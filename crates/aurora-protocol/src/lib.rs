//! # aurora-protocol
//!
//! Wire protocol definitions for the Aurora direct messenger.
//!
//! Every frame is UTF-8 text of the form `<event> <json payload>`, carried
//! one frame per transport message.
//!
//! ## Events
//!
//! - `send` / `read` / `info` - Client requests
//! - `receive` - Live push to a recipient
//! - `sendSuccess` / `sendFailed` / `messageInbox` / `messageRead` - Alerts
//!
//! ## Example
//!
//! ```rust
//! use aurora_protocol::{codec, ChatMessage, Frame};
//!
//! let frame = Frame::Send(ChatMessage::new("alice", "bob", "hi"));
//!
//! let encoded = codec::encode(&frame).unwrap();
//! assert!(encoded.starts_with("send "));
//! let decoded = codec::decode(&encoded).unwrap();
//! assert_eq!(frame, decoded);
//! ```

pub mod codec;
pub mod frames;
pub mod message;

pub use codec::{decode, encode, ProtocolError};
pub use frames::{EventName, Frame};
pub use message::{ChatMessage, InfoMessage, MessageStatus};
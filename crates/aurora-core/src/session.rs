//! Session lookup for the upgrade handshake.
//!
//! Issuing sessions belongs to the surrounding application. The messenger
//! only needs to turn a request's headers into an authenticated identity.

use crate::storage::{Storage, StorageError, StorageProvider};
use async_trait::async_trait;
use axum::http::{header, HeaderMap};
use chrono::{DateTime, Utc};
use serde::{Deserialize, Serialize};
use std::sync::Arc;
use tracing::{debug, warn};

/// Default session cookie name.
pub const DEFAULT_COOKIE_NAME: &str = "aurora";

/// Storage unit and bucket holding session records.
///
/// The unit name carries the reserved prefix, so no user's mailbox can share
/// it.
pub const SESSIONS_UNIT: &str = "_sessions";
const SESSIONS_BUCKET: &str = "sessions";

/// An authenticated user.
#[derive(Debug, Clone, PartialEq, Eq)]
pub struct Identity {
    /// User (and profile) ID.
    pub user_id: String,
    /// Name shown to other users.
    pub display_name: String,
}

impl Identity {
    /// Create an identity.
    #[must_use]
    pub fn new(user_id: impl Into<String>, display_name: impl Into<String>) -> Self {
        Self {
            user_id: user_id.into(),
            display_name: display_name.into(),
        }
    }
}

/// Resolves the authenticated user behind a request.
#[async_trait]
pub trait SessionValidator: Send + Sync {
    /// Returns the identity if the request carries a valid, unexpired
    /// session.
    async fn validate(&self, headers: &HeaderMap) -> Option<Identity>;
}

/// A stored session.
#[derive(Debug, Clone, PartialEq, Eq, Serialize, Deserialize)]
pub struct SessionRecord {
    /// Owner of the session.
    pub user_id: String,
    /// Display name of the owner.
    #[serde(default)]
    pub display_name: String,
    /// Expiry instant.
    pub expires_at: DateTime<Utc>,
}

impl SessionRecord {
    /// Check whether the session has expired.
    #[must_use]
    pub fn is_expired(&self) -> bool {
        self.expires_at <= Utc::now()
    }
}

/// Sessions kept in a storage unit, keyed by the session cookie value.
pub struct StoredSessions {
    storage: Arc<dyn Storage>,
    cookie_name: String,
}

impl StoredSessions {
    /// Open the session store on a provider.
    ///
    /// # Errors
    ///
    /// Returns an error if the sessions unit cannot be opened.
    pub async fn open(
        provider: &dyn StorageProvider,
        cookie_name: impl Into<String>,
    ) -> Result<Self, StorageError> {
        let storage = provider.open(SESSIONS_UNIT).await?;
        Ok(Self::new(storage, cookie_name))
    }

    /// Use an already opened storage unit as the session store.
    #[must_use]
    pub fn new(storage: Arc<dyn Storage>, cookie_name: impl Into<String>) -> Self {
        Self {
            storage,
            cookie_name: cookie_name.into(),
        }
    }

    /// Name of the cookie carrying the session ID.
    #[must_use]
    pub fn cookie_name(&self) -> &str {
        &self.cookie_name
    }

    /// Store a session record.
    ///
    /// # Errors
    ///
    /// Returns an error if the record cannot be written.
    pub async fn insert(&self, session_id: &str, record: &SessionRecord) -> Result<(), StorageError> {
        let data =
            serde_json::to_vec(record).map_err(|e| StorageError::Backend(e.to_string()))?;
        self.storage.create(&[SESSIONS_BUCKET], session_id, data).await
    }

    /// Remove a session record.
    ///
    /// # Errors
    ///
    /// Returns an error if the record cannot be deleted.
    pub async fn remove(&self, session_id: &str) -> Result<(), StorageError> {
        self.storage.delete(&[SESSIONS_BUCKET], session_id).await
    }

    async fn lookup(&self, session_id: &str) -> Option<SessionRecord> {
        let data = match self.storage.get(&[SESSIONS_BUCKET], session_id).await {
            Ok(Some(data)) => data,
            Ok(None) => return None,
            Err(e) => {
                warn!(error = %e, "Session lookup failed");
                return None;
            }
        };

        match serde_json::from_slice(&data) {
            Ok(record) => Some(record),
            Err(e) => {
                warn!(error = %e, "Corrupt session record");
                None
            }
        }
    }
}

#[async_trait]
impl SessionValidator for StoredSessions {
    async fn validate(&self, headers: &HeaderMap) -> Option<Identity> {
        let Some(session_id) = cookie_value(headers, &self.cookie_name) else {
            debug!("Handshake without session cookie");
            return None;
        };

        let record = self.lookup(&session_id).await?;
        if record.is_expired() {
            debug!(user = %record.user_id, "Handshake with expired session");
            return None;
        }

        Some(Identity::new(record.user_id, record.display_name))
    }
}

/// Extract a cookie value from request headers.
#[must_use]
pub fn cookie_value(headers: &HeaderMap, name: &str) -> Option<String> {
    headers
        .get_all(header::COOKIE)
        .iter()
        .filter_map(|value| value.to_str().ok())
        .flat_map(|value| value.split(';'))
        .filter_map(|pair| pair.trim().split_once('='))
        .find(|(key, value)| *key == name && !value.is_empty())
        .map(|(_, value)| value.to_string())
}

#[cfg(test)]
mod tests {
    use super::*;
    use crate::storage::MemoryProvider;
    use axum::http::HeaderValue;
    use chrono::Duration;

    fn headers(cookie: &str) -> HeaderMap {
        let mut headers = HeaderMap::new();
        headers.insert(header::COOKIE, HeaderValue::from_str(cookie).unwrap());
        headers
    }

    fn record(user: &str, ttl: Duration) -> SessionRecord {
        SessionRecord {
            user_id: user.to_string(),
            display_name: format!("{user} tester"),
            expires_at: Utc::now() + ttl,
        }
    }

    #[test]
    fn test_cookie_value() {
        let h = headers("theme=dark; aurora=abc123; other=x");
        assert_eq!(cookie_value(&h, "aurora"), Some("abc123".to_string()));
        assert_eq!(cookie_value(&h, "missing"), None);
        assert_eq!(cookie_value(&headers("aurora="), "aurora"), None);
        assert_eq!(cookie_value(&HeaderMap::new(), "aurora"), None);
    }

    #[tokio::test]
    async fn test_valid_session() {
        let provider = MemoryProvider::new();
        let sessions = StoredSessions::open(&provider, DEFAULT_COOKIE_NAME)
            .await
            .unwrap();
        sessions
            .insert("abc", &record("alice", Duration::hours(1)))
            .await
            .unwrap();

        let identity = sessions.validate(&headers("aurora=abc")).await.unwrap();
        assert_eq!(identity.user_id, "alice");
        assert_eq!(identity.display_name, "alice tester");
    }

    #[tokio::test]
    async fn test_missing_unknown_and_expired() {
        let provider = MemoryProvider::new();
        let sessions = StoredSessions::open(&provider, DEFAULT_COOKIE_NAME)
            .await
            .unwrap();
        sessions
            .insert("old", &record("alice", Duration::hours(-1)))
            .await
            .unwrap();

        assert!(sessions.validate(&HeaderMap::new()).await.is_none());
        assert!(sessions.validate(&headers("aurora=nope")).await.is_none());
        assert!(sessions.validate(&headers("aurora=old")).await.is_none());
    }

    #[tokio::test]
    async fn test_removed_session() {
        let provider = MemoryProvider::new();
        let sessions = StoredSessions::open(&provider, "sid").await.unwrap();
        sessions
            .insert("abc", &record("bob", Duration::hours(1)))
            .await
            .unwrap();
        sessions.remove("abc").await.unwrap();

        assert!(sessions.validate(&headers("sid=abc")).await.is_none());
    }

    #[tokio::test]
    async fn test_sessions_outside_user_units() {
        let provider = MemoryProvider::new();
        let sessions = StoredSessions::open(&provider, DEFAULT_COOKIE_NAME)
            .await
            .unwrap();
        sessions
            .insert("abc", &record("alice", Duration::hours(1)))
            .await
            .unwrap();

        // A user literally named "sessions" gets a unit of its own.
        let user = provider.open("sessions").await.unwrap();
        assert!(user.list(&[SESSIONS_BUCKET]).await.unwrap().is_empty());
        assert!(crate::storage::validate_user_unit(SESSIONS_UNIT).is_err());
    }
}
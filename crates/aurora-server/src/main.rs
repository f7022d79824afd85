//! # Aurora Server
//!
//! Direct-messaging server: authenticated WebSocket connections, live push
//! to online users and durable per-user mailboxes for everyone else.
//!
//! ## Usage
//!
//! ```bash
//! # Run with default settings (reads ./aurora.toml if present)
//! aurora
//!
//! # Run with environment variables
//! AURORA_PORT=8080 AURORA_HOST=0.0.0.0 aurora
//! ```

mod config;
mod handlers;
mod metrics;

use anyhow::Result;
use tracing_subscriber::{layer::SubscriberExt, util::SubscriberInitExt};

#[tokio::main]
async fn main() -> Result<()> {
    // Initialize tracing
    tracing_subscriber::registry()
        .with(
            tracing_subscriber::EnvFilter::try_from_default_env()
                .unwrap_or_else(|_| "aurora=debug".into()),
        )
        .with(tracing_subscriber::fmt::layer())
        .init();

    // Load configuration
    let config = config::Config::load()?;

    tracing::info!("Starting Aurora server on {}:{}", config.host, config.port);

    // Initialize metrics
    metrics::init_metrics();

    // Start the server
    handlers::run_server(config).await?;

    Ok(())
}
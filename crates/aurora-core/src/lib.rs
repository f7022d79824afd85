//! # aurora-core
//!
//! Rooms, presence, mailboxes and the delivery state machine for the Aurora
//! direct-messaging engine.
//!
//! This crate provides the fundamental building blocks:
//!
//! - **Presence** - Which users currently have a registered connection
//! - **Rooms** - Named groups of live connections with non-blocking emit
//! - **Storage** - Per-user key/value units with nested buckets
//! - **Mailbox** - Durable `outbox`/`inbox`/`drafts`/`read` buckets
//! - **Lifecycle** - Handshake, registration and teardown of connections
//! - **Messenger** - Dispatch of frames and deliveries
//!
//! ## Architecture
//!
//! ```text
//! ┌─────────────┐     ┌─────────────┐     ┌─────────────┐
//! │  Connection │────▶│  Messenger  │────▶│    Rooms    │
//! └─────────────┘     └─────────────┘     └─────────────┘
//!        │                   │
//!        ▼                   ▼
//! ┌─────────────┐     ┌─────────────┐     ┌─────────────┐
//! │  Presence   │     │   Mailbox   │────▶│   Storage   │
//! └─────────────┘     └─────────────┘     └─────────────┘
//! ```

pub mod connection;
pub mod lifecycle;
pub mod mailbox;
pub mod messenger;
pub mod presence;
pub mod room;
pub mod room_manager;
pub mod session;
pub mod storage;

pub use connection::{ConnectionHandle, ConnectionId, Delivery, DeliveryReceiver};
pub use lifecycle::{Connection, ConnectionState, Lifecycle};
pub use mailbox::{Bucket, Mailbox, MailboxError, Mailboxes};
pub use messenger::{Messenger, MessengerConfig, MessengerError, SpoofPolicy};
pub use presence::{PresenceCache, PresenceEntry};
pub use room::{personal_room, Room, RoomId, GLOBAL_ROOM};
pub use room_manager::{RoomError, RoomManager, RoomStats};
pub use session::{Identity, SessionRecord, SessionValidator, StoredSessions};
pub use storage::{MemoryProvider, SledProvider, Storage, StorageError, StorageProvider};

Exercise objective - For each line in the data that contains the string "Result", give a copy of that line.

Exercise output -
    ) -> Result<Self, StorageError> {
    pub async fn insert(&self, session_id: &str, record: &SessionRecord) -> Result<(), StorageError> {
    pub async fn remove(&self, session_id: &str) -> Result<(), StorageError> {
use anyhow::Result;
async fn main() -> Result<()> {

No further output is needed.